(Saved data entries)
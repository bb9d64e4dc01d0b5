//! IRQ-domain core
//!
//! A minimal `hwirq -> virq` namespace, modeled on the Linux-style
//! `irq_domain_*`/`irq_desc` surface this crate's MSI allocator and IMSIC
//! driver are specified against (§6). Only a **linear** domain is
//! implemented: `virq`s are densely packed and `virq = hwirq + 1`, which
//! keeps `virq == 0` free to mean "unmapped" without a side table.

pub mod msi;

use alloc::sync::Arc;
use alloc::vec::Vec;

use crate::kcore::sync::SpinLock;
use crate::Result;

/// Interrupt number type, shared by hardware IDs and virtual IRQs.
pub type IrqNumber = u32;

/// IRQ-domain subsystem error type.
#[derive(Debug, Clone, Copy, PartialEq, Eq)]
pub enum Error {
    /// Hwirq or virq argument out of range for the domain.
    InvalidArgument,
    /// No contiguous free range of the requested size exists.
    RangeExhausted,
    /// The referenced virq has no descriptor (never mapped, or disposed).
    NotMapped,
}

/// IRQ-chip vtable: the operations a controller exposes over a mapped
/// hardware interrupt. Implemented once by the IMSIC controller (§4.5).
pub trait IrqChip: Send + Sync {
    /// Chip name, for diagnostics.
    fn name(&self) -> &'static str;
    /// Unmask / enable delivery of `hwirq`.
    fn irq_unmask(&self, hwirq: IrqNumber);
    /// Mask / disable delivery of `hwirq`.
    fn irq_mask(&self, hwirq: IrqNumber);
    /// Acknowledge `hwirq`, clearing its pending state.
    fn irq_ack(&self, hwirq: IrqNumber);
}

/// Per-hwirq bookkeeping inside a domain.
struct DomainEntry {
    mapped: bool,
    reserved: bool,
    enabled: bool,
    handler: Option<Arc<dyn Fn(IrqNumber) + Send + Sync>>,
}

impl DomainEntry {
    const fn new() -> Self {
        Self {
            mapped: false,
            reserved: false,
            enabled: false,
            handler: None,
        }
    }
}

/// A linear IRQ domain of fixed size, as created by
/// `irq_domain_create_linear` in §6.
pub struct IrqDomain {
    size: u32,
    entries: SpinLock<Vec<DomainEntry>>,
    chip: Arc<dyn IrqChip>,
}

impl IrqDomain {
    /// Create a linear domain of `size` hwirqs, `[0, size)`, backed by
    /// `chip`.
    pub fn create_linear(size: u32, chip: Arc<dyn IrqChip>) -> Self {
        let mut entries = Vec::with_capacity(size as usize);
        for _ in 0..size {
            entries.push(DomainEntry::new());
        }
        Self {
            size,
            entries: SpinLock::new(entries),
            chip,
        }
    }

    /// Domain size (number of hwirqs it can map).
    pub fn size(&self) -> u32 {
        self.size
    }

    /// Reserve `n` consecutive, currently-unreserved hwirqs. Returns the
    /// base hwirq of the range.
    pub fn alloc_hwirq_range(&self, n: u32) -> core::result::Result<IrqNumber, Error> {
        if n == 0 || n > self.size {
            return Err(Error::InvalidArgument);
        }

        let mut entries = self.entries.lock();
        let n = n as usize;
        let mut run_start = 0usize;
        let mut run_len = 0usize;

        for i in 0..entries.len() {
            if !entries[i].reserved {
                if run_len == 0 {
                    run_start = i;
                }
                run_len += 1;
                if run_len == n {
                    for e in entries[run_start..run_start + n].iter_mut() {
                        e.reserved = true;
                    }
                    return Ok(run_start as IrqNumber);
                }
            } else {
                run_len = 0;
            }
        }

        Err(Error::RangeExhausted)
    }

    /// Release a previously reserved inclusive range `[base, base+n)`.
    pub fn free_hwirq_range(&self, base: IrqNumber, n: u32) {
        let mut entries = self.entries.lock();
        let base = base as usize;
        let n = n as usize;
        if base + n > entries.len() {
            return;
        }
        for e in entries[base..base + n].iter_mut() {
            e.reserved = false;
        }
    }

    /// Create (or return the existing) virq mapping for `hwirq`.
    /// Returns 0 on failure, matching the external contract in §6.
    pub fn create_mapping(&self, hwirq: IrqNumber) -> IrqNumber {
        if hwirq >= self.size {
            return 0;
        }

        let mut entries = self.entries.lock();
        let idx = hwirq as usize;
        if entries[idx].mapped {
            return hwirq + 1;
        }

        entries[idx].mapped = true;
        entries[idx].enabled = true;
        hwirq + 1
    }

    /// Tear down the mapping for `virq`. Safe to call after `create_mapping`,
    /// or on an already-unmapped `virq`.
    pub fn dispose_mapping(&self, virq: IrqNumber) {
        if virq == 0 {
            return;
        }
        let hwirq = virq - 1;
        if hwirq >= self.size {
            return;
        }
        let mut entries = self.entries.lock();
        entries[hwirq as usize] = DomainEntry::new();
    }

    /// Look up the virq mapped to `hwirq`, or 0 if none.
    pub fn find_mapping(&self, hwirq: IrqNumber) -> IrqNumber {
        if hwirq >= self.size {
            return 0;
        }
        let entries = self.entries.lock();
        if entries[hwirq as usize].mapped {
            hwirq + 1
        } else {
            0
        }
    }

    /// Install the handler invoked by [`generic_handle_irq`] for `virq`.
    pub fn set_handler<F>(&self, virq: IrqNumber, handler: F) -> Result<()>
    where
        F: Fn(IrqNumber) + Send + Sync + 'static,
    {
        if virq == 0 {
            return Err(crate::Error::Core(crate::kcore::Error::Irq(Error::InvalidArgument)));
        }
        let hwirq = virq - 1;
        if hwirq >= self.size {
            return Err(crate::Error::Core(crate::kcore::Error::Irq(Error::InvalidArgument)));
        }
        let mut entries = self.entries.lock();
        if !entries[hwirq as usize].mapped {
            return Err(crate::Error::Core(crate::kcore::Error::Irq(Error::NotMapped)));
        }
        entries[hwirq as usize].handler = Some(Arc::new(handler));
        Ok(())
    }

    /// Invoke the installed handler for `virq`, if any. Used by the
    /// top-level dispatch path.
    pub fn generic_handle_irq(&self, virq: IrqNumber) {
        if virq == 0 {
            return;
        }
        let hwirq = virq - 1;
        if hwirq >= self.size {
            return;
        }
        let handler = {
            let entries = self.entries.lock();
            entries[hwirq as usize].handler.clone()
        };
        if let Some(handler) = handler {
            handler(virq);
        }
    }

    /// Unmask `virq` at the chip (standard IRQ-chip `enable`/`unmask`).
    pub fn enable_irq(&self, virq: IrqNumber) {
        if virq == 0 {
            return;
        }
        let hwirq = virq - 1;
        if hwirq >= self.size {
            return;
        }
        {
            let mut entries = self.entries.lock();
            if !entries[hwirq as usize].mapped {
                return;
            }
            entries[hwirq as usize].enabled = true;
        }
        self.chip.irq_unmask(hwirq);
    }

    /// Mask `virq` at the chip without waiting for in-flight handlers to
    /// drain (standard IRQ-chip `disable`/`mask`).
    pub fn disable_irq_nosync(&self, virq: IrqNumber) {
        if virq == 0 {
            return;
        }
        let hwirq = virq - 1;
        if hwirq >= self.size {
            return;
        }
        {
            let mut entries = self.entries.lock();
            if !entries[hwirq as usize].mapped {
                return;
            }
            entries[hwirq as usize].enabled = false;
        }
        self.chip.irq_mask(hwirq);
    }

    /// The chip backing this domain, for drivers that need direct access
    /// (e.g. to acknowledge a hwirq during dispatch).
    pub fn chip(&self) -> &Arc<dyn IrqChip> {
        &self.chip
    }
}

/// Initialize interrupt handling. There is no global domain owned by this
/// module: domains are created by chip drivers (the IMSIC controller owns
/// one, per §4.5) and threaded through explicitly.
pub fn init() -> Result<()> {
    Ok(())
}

▸ WHAT TO PRODUCE
Restate the records word for word, leaving nothing out.

▸ WRITTEN RESPONSE
repository bb9d64e4dc01d0b5
//! IRQ-domain core
//!
//! A minimal `hwirq -> virq` namespace, modeled on the Linux-style
//! `irq_domain_*`/`irq_desc` surface this crate's MSI allocator and IMSIC
//! driver are specified against (§6). Only a **linear** domain is
//! implemented: `virq`s are densely packed and `virq = hwirq + 1`, which
//! keeps `virq == 0` free to mean "unmapped" without a side table.

pub mod msi;

use alloc::sync::Arc;
use alloc::vec::Vec;

use crate::kcore::sync::SpinLock;
use crate::Result;

/// Interrupt number type, shared by hardware IDs and virtual IRQs.
pub type IrqNumber = u32;

/// IRQ-domain subsystem error type.
#[derive(Debug, Clone, Copy, PartialEq, Eq)]
pub enum Error {
    /// Hwirq or virq argument out of range for the domain.
    InvalidArgument,
    /// No contiguous free range of the requested size exists.
    RangeExhausted,
    /// The referenced virq has no descriptor (never mapped, or disposed).
    NotMapped,
}

/// IRQ-chip vtable: the operations a controller exposes over a mapped
/// hardware interrupt. Implemented once by the IMSIC controller (§4.5).
pub trait IrqChip: Send + Sync {
    /// Chip name, for diagnostics.
    fn name(&self) -> &'static str;
    /// Unmask / enable delivery of `hwirq`.
    fn irq_unmask(&self, hwirq: IrqNumber);
    /// Mask / disable delivery of `hwirq`.
    fn irq_mask(&self, hwirq: IrqNumber);
    /// Acknowledge `hwirq`, clearing its pending state.
    fn irq_ack(&self, hwirq: IrqNumber);
}

/// Per-hwirq bookkeeping inside a domain.
struct DomainEntry {
    mapped: bool,
    reserved: bool,
    enabled: bool,
    handler: Option<Arc<dyn Fn(IrqNumber) + Send + Sync>>,
}

impl DomainEntry {
    const fn new() -> Self {
        Self {
            mapped: false,
            reserved: false,
            enabled: false,
            handler: None,
        }
    }
}

/// A linear IRQ domain of fixed size, as created by
/// `irq_domain_create_linear` in §6.
pub struct IrqDomain {
    size: u32,
    entries: SpinLock<Vec<DomainEntry>>,
    chip: Arc<dyn IrqChip>,
}

impl IrqDomain {
    /// Create a linear domain of `size` hwirqs, `[0, size)`, backed by
    /// `chip`.
    pub fn create_linear(size: u32, chip: Arc<dyn IrqChip>) -> Self {
        let mut entries = Vec::with_capacity(size as usize);
        for _ in 0..size {
            entries.push(DomainEntry::new());
        }
        Self {
            size,
            entries: SpinLock::new(entries),
            chip,
        }
    }

    /// Domain size (number of hwirqs it can map).
    pub fn size(&self) -> u32 {
        self.size
    }

    /// Reserve `n` consecutive, currently-unreserved hwirqs. Returns the
    /// base hwirq of the range.
    pub fn alloc_hwirq_range(&self, n: u32) -> core::result::Result<IrqNumber, Error> {
        if n == 0 || n > self.size {
            return Err(Error::InvalidArgument);
        }

        let mut entries = self.entries.lock();
        let n = n as usize;
        let mut run_start = 0usize;
        let mut run_len = 0usize;

        for i in 0..entries.len() {
            if !entries[i].reserved {
                if run_len == 0 {
                    run_start = i;
                }
                run_len += 1;
                if run_len == n {
                    for e in entries[run_start..run_start + n].iter_mut() {
                        e.reserved = true;
                    }
                    return Ok(run_start as IrqNumber);
                }
            } else {
                run_len = 0;
            }
        }

        Err(Error::RangeExhausted)
    }

    /// Release a previously reserved inclusive range `[base, base+n)`.
    pub fn free_hwirq_range(&self, base: IrqNumber, n: u32) {
        let mut entries = self.entries.lock();
        let base = base as usize;
        let n = n as usize;
        if base + n > entries.len() {
            return;
        }
        for e in entries[base..base + n].iter_mut() {
            e.reserved = false;
        }
    }

    /// Create (or return the existing) virq mapping for `hwirq`.
    /// Returns 0 on failure, matching the external contract in §6.
    pub fn create_mapping(&self, hwirq: IrqNumber) -> IrqNumber {
        if hwirq >= self.size {
            return 0;
        }

        let mut entries = self.entries.lock();
        let idx = hwirq as usize;
        if entries[idx].mapped {
            return hwirq + 1;
        }

        entries[idx].mapped = true;
        entries[idx].enabled = true;
        hwirq + 1
    }

    /// Tear down the mapping for `virq`. Safe to call after `create_mapping`,
    /// or on an already-unmapped `virq`.
    pub fn dispose_mapping(&self, virq: IrqNumber) {
        if virq == 0 {
            return;
        }
        let hwirq = virq - 1;
        if hwirq >= self.size {
            return;
        }
        let mut entries = self.entries.lock();
        entries[hwirq as usize] = DomainEntry::new();
    }

    /// Look up the virq mapped to `hwirq`, or 0 if none.
    pub fn find_mapping(&self, hwirq: IrqNumber) -> IrqNumber {
        if hwirq >= self.size {
            return 0;
        }
        let entries = self.entries.lock();
        if entries[hwirq as usize].mapped {
            hwirq + 1
        } else {
            0
        }
    }

    /// Install the handler invoked by [`generic_handle_irq`] for `virq`.
    pub fn set_handler<F>(&self, virq: IrqNumber, handler: F) -> Result<()>
    where
        F: Fn(IrqNumber) + Send + Sync + 'static,
    {
        if virq == 0 {
            return Err(crate::Error::Core(crate::kcore::Error::Irq(Error::InvalidArgument)));
        }
        let hwirq = virq - 1;
        if hwirq >= self.size {
            return Err(crate::Error::Core(crate::kcore::Error::Irq(Error::InvalidArgument)));
        }
        let mut entries = self.entries.lock();
        if !entries[hwirq as usize].mapped {
            return Err(crate::Error::Core(crate::kcore::Error::Irq(Error::NotMapped)));
        }
        entries[hwirq as usize].handler = Some(Arc::new(handler));
        Ok(())
    }

    /// Invoke the installed handler for `virq`, if any. Used by the
    /// top-level dispatch path.
    pub fn generic_handle_irq(&self, virq: IrqNumber) {
        if virq == 0 {
            return;
        }
        let hwirq = virq - 1;
        if hwirq >= self.size {
            return;
        }
        let handler = {
            let entries = self.entries.lock();
            entries[hwirq as usize].handler.clone()
        };
        if let Some(handler) = handler {
            handler(virq);
        }
    }

    /// Unmask `virq` at the chip (standard IRQ-chip `enable`/`unmask`).
    pub fn enable_irq(&self, virq: IrqNumber) {
        if virq == 0 {
            return;
        }
        let hwirq = virq - 1;
        if hwirq >= self.size {
            return;
        }
        {
            let mut entries = self.entries.lock();
            if !entries[hwirq as usize].mapped {
                return;
            }
            entries[hwirq as usize].enabled = true;
        }
        self.chip.irq_unmask(hwirq);
    }

    /// Mask `virq` at the chip without waiting for in-flight handlers to
    /// drain (standard IRQ-chip `disable`/`mask`).
    pub fn disable_irq_nosync(&self, virq: IrqNumber) {
        if virq == 0 {
            return;
        }
        let hwirq = virq - 1;
        if hwirq >= self.size {
            return;
        }
        {
            let mut entries = self.entries.lock();
            if !entries[hwirq as usize].mapped {
                return;
            }
            entries[hwirq as usize].enabled = false;
        }
        self.chip.irq_mask(hwirq);
    }

    /// The chip backing this domain, for drivers that need direct access
    /// (e.g. to acknowledge a hwirq during dispatch).
    pub fn chip(&self) -> &Arc<dyn IrqChip> {
        &self.chip
    }
}

/// Initialize interrupt handling. There is no global domain owned by this
/// module: domains are created by chip drivers (the IMSIC controller owns
/// one, per §4.5) and threaded through explicitly.
pub fn init() -> Result<()> {
    Ok(())
}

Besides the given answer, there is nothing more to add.